May 1 2015
By Eleanor McDermid, Senior medwireNews Reporter
Giving oral insulin to children at genetic high risk of diabetes stimulates a regulatory immune response without inducing hypoglycaemia, show the findings of the Pre-POINT study.
Pre-POINT was a double-blind, placebo-controlled trial that investigated oral insulin doses ranging from 2.5 to 67.5 mg for up to 18 months.
The highest dose was the most effective, with 83.3% of children given this dose developing an antibody or T-cell response, compared with between 16.7% and 33.3% for lower doses and 20.0% for placebo.
“The immune response observed in insulin-treated children did not display the features typically associated with type 1 diabetes, such as a dominant proinflammatory IFNG CD4+ T-cell response”, Ezio Bonifacio (DFG Center for Regenerative Therapies, Dresden, Germany) and study co-authors write in JAMA.
A total of 25 children, aged between 2 and 7 years, participated in the trial. They had no autoantibodies to glutamic acid decarboxylase (GAD)65 or insulinoma-associated antigen (IA)-2, but did have two first-degree relatives or a sibling with Type 1 diabetes, and also a high-risk human leukocyte antigen haplotype.
Ten children received placebo and 15 were given oral insulin, with nine receiving a dose escalation. Among the six children who received the highest dose (67.5 mg/day), three had increased serum immunoglobulin (Ig)G binding to insulin, and two had a T-cell response to insulin and two to proinsulin.
Changes in the gene expression of insulin-responsive T cells showed a profile typical of FOXP3+ regulatory cells. The ratio of FOXP3+ cells to pro-inflammatory interferon-γ–releasing T cells was 1.05 for insulin-responsive cells and 1.15 for proinsulin-responsive cells, compared with a reported ratio of 0.26 in proinsulin-responsive T cells in islet cell autoantibody-positive children.
None of the patients displayed symptoms of hypoglycaemia after taking insulin, and none of the children developed GAD65 or IA-2 autoantibodies during follow-up, which ended 12 months after dose escalation.
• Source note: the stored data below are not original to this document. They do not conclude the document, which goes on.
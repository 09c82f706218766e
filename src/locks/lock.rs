//! The lock state machine shared by every backend.

use super::backend::{ClaimAttempt, ClaimStrategy, strategy_for};
use super::info::LockInfo;
use super::pidfile::read_pid_from_pidfile;
use super::types::{BackendKind, LockState};
use crate::config::Config;
use crate::error::{LockfileError, Result};
use crate::fs::modified_at;
use crate::identity::HolderIdentity;
use std::path::{Path, PathBuf};
use std::thread;
use std::time::{Duration, Instant};
use tracing::{debug, trace, warn};

/// Backoff between claim attempts.
#[derive(Debug, Clone, Copy, PartialEq, Eq)]
pub struct PollPolicy {
    /// Sleep between attempts when waiting without a timeout.
    pub interval: Duration,

    /// Shortest sleep between attempts when waiting with a timeout.
    pub min_interval: Duration,
}

impl Default for PollPolicy {
    fn default() -> Self {
        Self {
            interval: Duration::from_millis(100),
            min_interval: Duration::from_millis(10),
        }
    }
}

impl PollPolicy {
    /// Sleep before the next attempt given the time left, if any.
    ///
    /// Bounded waits sleep a tenth of the remaining time, never less than
    /// `min_interval` and never past the deadline.
    pub fn wait_for(&self, remaining: Option<Duration>) -> Duration {
        match remaining {
            None => self.interval,
            Some(remaining) => (remaining / 10).max(self.min_interval).min(remaining),
        }
    }
}

/// An advisory lock on a resource path.
///
/// Holding a `FileLock` does not mean owning the lock. Ownership lives in
/// the claim artifact on disk (or in the kernel for the range backend), and
/// every query reads it afresh.
///
/// The claim artifact must only be touched through `acquire`, `release` and
/// `break_lock`. Creating or deleting it by other means voids the mutual
/// exclusion guarantee.
#[derive(Debug)]
pub struct FileLock {
    path: PathBuf,
    identity: HolderIdentity,
    strategy: Box<dyn ClaimStrategy>,
    poll: PollPolicy,
}

impl FileLock {
    /// Lock `path` with the platform's default backend.
    pub fn new(path: impl AsRef<Path>, identity: HolderIdentity) -> Result<Self> {
        Self::with_backend(path, BackendKind::platform_default(), identity)
    }

    /// Lock `path` with a specific backend.
    pub fn with_backend(
        path: impl AsRef<Path>,
        backend: BackendKind,
        identity: HolderIdentity,
    ) -> Result<Self> {
        let path = resolve_resource_path(path.as_ref())?;
        let strategy = strategy_for(backend, &path, &identity)?;
        Ok(Self {
            path,
            identity,
            strategy,
            poll: PollPolicy::default(),
        })
    }

    /// Lock `path` as described by `config`, for the calling process/thread.
    pub fn from_config(path: impl AsRef<Path>, config: &Config) -> Result<Self> {
        let identity = HolderIdentity::current(config.threaded);
        let lock = Self::with_backend(path, config.backend, identity)?;
        Ok(lock.with_poll_policy(config.poll_policy()))
    }

    /// Replace the retry backoff.
    pub fn with_poll_policy(mut self, poll: PollPolicy) -> Self {
        self.poll = poll;
        self
    }

    /// The resource path, made absolute.
    pub fn path(&self) -> &Path {
        &self.path
    }

    /// The claim artifact path.
    pub fn artifact_path(&self) -> &Path {
        self.strategy.artifact_path()
    }

    pub fn backend(&self) -> BackendKind {
        self.strategy.kind()
    }

    pub fn identity(&self) -> &HolderIdentity {
        &self.identity
    }

    /// Acquire the lock.
    ///
    /// * `None`: wait as long as it takes.
    /// * `Some(t)` with `t > 0`: wait up to `t`, then fail with `LockTimeout`.
    /// * `Some(Duration::ZERO)`: try once, failing with `AlreadyLocked`.
    ///
    /// Failures other than contention fail immediately with `LockFailed`.
    /// Acquiring a lock this holder already owns succeeds without counting.
    pub fn acquire(&mut self, timeout: Option<Duration>) -> Result<()> {
        // A deadline past what `Instant` can represent is no deadline.
        let deadline = timeout.and_then(|t| Instant::now().checked_add(t));
        let mut attempt = 0u32;

        loop {
            attempt += 1;
            match self.strategy.try_claim() {
                Ok(ClaimAttempt::Acquired) => {
                    debug!(
                        path = %self.path.display(),
                        backend = %self.backend(),
                        holder = %self.identity,
                        attempt,
                        "acquired lock"
                    );
                    return Ok(());
                }
                Ok(ClaimAttempt::Contended) => {}
                Err(source) => {
                    self.strategy.abandon();
                    return Err(LockfileError::LockFailed {
                        path: self.path.clone(),
                        source,
                    });
                }
            }

            let remaining = match deadline {
                None => None,
                Some(deadline) => {
                    let now = Instant::now();
                    if now >= deadline {
                        self.strategy.abandon();
                        return Err(self.contention_error(timeout));
                    }
                    Some(deadline - now)
                }
            };

            let wait = self.poll.wait_for(remaining);
            trace!(
                path = %self.path.display(),
                attempt,
                wait_ms = wait.as_millis() as u64,
                "lock contended, retrying"
            );
            thread::sleep(wait);
        }
    }

    /// Make a single acquisition attempt.
    pub fn try_acquire(&mut self) -> Result<()> {
        self.acquire(Some(Duration::ZERO))
    }

    fn contention_error(&self, timeout: Option<Duration>) -> LockfileError {
        match timeout {
            Some(timeout) if !timeout.is_zero() => LockfileError::LockTimeout {
                path: self.path.clone(),
                timeout,
            },
            _ => LockfileError::AlreadyLocked {
                path: self.path.clone(),
            },
        }
    }

    /// Release a lock this holder owns.
    ///
    /// Fails with `NotLocked` when there is no claim and `NotMyLock` when the
    /// claim belongs to someone else.
    pub fn release(&mut self) -> Result<()> {
        if !self.strategy.is_locked() {
            return Err(LockfileError::NotLocked {
                path: self.path.clone(),
            });
        }
        if !self.strategy.i_am_locking() {
            return Err(LockfileError::NotMyLock {
                path: self.path.clone(),
            });
        }

        self.strategy
            .remove_claim()
            .map_err(|source| LockfileError::UnlockFailed {
                path: self.path.clone(),
                source,
            })?;

        debug!(path = %self.path.display(), holder = %self.identity, "released lock");
        Ok(())
    }

    /// Whether anyone holds the lock.
    pub fn is_locked(&self) -> bool {
        self.strategy.is_locked()
    }

    /// Whether this holder holds the lock.
    pub fn i_am_locking(&self) -> bool {
        self.strategy.i_am_locking()
    }

    pub fn state(&self) -> LockState {
        if !self.strategy.is_locked() {
            LockState::Unlocked
        } else if self.strategy.i_am_locking() {
            LockState::LockedByMe
        } else {
            LockState::LockedByOther
        }
    }

    /// Remove the lock whoever holds it. Meant for recovering from a holder
    /// that crashed; a missing lock is a no-op.
    pub fn break_lock(&mut self) {
        match self.strategy.break_claim() {
            Ok(()) => debug!(path = %self.path.display(), "broke lock"),
            Err(e) => warn!(
                path = %self.path.display(),
                error = %e,
                "failed to break lock"
            ),
        }
    }

    /// Recorded holder of the current claim.
    pub fn holder(&self) -> Option<String> {
        self.strategy.holder()
    }

    /// Pid recorded by the pidfile backend. Always `None` for other backends.
    pub fn read_pid(&self) -> Option<u32> {
        if self.backend() != BackendKind::PidFile {
            return None;
        }
        read_pid_from_pidfile(self.artifact_path()).ok().flatten()
    }

    /// Snapshot of the lock for diagnostics.
    pub fn info(&self) -> LockInfo {
        let state = self.state();
        let modified = match (state, self.backend()) {
            (LockState::Unlocked, _) | (_, BackendKind::Range) => None,
            _ => modified_at(self.artifact_path()),
        };
        LockInfo {
            path: self.path.clone(),
            artifact: self.artifact_path().to_path_buf(),
            backend: self.backend(),
            state,
            holder: self.holder(),
            modified,
        }
    }
}

fn resolve_resource_path(path: &Path) -> Result<PathBuf> {
    if path.as_os_str().is_empty() {
        return Err(LockfileError::InvalidPath("path is empty".to_string()));
    }
    let absolute = std::path::absolute(path).map_err(|e| {
        LockfileError::InvalidPath(format!("cannot resolve '{}': {}", path.display(), e))
    })?;
    if absolute.file_name().is_none() {
        return Err(LockfileError::InvalidPath(format!(
            "'{}' does not name a file",
            path.display()
        )));
    }
    Ok(absolute)
}

#[cfg(test)]
mod tests {
    use super::*;

    #[test]
    fn unbounded_wait_uses_interval() {
        let poll = PollPolicy::default();
        assert_eq!(poll.wait_for(None), Duration::from_millis(100));
    }

    #[test]
    fn bounded_wait_is_a_tenth_of_remaining() {
        let poll = PollPolicy::default();
        assert_eq!(
            poll.wait_for(Some(Duration::from_secs(2))),
            Duration::from_millis(200)
        );
    }

    #[test]
    fn bounded_wait_has_floor_and_cap() {
        let poll = PollPolicy::default();
        assert_eq!(
            poll.wait_for(Some(Duration::from_millis(50))),
            Duration::from_millis(10)
        );
        assert_eq!(
            poll.wait_for(Some(Duration::from_millis(3))),
            Duration::from_millis(3)
        );
    }

    #[test]
    fn empty_path_is_rejected() {
        let err = resolve_resource_path(Path::new("")).unwrap_err();
        assert!(matches!(err, LockfileError::InvalidPath(_)));
    }

    #[test]
    fn relative_path_is_made_absolute() {
        let resolved = resolve_resource_path(Path::new("some-resource")).unwrap();
        assert!(resolved.is_absolute());
        assert!(resolved.ends_with("some-resource"));
    }
}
However, editorialist Jay Skyler (University of Miami Miller School of Medicine, Florida, USA) observes that the trial participants were past the age of peak islet cell autoantibody incidence, which is between 6 months and 2 years.
“It is possible that the study included a survivor cohort that was antibody-negative because the participants had already passed the period of likely seroconversion”, he says. “Consequently, to avoid missing enrollment prior to seroconversion, a definitive trial would need to enroll individuals younger than 1 year.”